Maîtriser l'Art du Mâtage sur Dériveur : Techniques et Précautions Essentielles

Monter un mât sur un dériveur est une opération qui, bien que régulière pour les navigateurs assidus, peut présenter des défis spécifiques, surtout en fonction du type d'embarcation et de son équipement de transport. La complexité de cette tâche varie considérablement, allant de la simplicité apparente à la nécessité de précautions accrues pour garantir la sécurité du matériel et des personnes. La réussite de cette manœuvre repose souvent sur une bonne préparation, une compréhension des contraintes physiques et l'application de techniques éprouvées par l'expérience de nombreux marins.

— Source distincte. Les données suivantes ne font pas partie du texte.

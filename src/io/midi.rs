/// Channel voice messages exchanged with the hardware controller.
///
/// Channels are zero-based (`0..=15`), data bytes are 7-bit.
#[derive(Debug, Clone, Copy, PartialEq, Eq)]
pub enum MidiEvent {
    NoteOn { channel: u8, key: u8, velocity: u8 },
    NoteOff { channel: u8, key: u8, velocity: u8 },
    ControlChange { channel: u8, controller: u8, value: u8 },
    PitchBend { channel: u8, value: i16 },
    ProgramChange { channel: u8, program: u8 },
}

const NOTE_OFF: u8 = 0x80;
const NOTE_ON: u8 = 0x90;
const CONTROL_CHANGE: u8 = 0xB0;
const PROGRAM_CHANGE: u8 = 0xC0;
const PITCH_BEND: u8 = 0xE0;

/// Pitch bend center as a 14-bit value.
const PITCH_BEND_CENTER: i16 = 0x2000;

impl MidiEvent {
    /// Decode one raw message.
    ///
    /// A note-on with velocity zero is a note-off, as running-status
    /// controllers commonly send it. Anything that is not a complete channel
    /// voice message of a kind listed above yields `None`.
    pub fn parse(bytes: &[u8]) -> Option<Self> {
        let (&status, data) = bytes.split_first()?;
        if status & 0x80 == 0 {
            return None;
        }
        let channel = status & 0x0F;
        let data7 = |i: usize| data.get(i).copied().filter(|b| b & 0x80 == 0);

        match status & 0xF0 {
            NOTE_OFF => Some(MidiEvent::NoteOff {
                channel,
                key: data7(0)?,
                velocity: data7(1)?,
            }),
            NOTE_ON => {
                let key = data7(0)?;
                let velocity = data7(1)?;
                if velocity == 0 {
                    Some(MidiEvent::NoteOff {
                        channel,
                        key,
                        velocity,
                    })
                } else {
                    Some(MidiEvent::NoteOn {
                        channel,
                        key,
                        velocity,
                    })
                }
            }
            CONTROL_CHANGE => Some(MidiEvent::ControlChange {
                channel,
                controller: data7(0)?,
                value: data7(1)?,
            }),
            PROGRAM_CHANGE => Some(MidiEvent::ProgramChange {
                channel,
                program: data7(0)?,
            }),
            PITCH_BEND => {
                let lsb = data7(0)? as i16;
                let msb = data7(1)? as i16;
                Some(MidiEvent::PitchBend {
                    channel,
                    value: ((msb << 7) | lsb) - PITCH_BEND_CENTER,
                })
            }
            _ => None,
        }
    }

    /// Encode as raw bytes. Returns the buffer and the number of bytes used.
    pub fn to_bytes(&self) -> ([u8; 3], usize) {
        match *self {
            MidiEvent::NoteOn {
                channel,
                key,
                velocity,
            } => ([NOTE_ON | (channel & 0x0F), key & 0x7F, velocity & 0x7F], 3),
            MidiEvent::NoteOff {
                channel,
                key,
                velocity,
            } => ([NOTE_OFF | (channel & 0x0F), key & 0x7F, velocity & 0x7F], 3),
            MidiEvent::ControlChange {
                channel,
                controller,
                value,
            } => (
                [CONTROL_CHANGE | (channel & 0x0F), controller & 0x7F, value & 0x7F],
                3,
            ),
            MidiEvent::ProgramChange { channel, program } => {
                ([PROGRAM_CHANGE | (channel & 0x0F), program & 0x7F, 0], 2)
            }
            MidiEvent::PitchBend { channel, value } => {
                let raw = (value.clamp(-PITCH_BEND_CENTER, PITCH_BEND_CENTER - 1)
                    + PITCH_BEND_CENTER) as u16;
                (
                    [
                        PITCH_BEND | (channel & 0x0F),
                        (raw & 0x7F) as u8,
                        ((raw >> 7) & 0x7F) as u8,
                    ],
                    3,
                )
            }
        }
    }

    pub fn channel(&self) -> u8 {
        match *self {
            MidiEvent::NoteOn { channel, .. }
            | MidiEvent::NoteOff { channel, .. }
            | MidiEvent::ControlChange { channel, .. }
            | MidiEvent::PitchBend { channel, .. }
            | MidiEvent::ProgramChange { channel, .. } => channel,
        }
    }
}

#[cfg(test)]
mod tests {
    use super::*;

    #[test]
    fn parses_channel_voice_messages() {
        assert_eq!(
            MidiEvent::parse(&[0x91, 0x0B, 0x7F]),
            Some(MidiEvent::NoteOn {
                channel: 1,
                key: 0x0B,
                velocity: 0x7F
            })
        );
        assert_eq!(
            MidiEvent::parse(&[0xB2, 0x08, 0x40]),
            Some(MidiEvent::ControlChange {
                channel: 2,
                controller: 0x08,
                value: 0x40
            })
        );
        assert_eq!(
            MidiEvent::parse(&[0xE0, 0x00, 0x40]),
            Some(MidiEvent::PitchBend {
                channel: 0,
                value: 0
            })
        );
    }

    #[test]
    fn zero_velocity_note_on_is_note_off() {
        assert_eq!(
            MidiEvent::parse(&[0x91, 0x0B, 0x00]),
            Some(MidiEvent::NoteOff {
                channel: 1,
                key: 0x0B,
                velocity: 0
            })
        );
    }

    #[test]
    fn garbage_is_rejected() {
        assert_eq!(MidiEvent::parse(&[]), None);
        assert_eq!(MidiEvent::parse(&[0x0B, 0x7F]), None); // no status byte
        assert_eq!(MidiEvent::parse(&[0x91, 0x0B]), None); // truncated
        assert_eq!(MidiEvent::parse(&[0x91, 0x8B, 0x10]), None); // data byte with high bit
        assert_eq!(MidiEvent::parse(&[0xF8]), None); // realtime clock
    }

    #[test]
    fn encodes_status_messages() {
        let on = MidiEvent::NoteOn {
            channel: 2,
            key: 0x0C,
            velocity: 0x7F,
        };
        assert_eq!(on.to_bytes(), ([0x92, 0x0C, 0x7F], 3));

        let (bytes, len) = MidiEvent::PitchBend {
            channel: 0,
            value: -8192,
        }
        .to_bytes();
        assert_eq!(&bytes[..len], &[0xE0, 0x00, 0x00]);
    }
}
use std::time::Duration;

use glam::DVec2;

/// Interval between jet-flicker and explosion frames.
pub const FRAME_INTERVAL: Duration = Duration::from_millis(50);
/// Frames in the explosion animation.
pub const EXPLOSION_FRAMES: u32 = 12;
/// Scale the explosion is drawn at.
pub const EXPLOSION_SCALE: f64 = 10.0;

/// Which way the main jet fires.
#[derive(Debug, Clone, Copy, PartialEq, Eq)]
pub enum JetDirection {
    Forward,
    Reverse,
    Idle,
}

impl JetDirection {
    /// Direction implied by the right deck fader, with a dead zone around
    /// the center.
    pub fn from_balance(balance: f64) -> Self {
        if balance > 0.55 {
            JetDirection::Forward
        } else if balance < 0.45 {
            JetDirection::Reverse
        } else {
            JetDirection::Idle
        }
    }
}

/// What the renderer should draw for one vehicle this frame.
#[derive(Debug, Clone, Copy, PartialEq)]
pub enum DrawCommand {
    Intact {
        position: DVec2,
        body_rotation: f64,
        engine_rotation: f64,
        /// Current over maximum stability thrust.
        stability_jet: f64,
        /// Current over maximum main thrust, signed.
        engine_jet: f64,
        jet: JetDirection,
        /// Alternates between 0 and 1.
        flicker: u32,
    },
    Explosion {
        position: DVec2,
        rotation: f64,
        frame: u32,
        scale: f64,
    },
}

/// Animation frame `elapsed` into a sequence ticking every [`FRAME_INTERVAL`].
pub(crate) fn frame_index(elapsed: Duration) -> u32 {
    (elapsed.as_millis() / FRAME_INTERVAL.as_millis()).min(u128::from(u32::MAX)) as u32
}

#[cfg(test)]
mod tests {
    use super::*;

    #[test]
    fn jet_dead_zone() {
        assert_eq!(JetDirection::from_balance(1.0), JetDirection::Forward);
        assert_eq!(JetDirection::from_balance(0.5), JetDirection::Idle);
        assert_eq!(JetDirection::from_balance(0.55), JetDirection::Idle);
        assert_eq!(JetDirection::from_balance(0.2), JetDirection::Reverse);
    }

    #[test]
    fn frame_index_ticks_every_interval() {
        assert_eq!(frame_index(Duration::ZERO), 0);
        assert_eq!(frame_index(Duration::from_millis(49)), 0);
        assert_eq!(frame_index(Duration::from_millis(50)), 1);
        assert_eq!(frame_index(Duration::from_millis(599)), 11);
    }
}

Les Enjeux Initiaux du Mâtage d'un Dériveur : Stabilité et Hauteur

Dès l'approche de la mise à l'eau, les premières considérations techniques surgissent. L'un des participants signale : "J'ai un remorque temporaire pour mon Morin 470." Cette situation, impliquant une remorque non-permanente ou potentiellement moins adaptée, soulève immédiatement des questions de stabilité et d'accessibilité. La nature temporaire de l'équipement peut exiger une vigilance particulière et des ajustements sur place, car chaque remorque présente des caractéristiques différentes en termes de hauteur, de points d'appui et de robustesse. Un autre point capital est souligné par Baaat, le 26 juillet : "A faire sans vent c'est pas compliqué, à deux c'est plus sûr." L'absence de vent est une condition idéale qui simplifie grandement l'opération, réduisant les forces latérales imprévues qui pourraient déséquilibrer le mât ou le bateau. La présence d'une seconde personne est également un facteur de sécurité et d'efficacité non négligeable, permettant de répartir la charge, de stabiliser le mât et d'anticiper les mouvements.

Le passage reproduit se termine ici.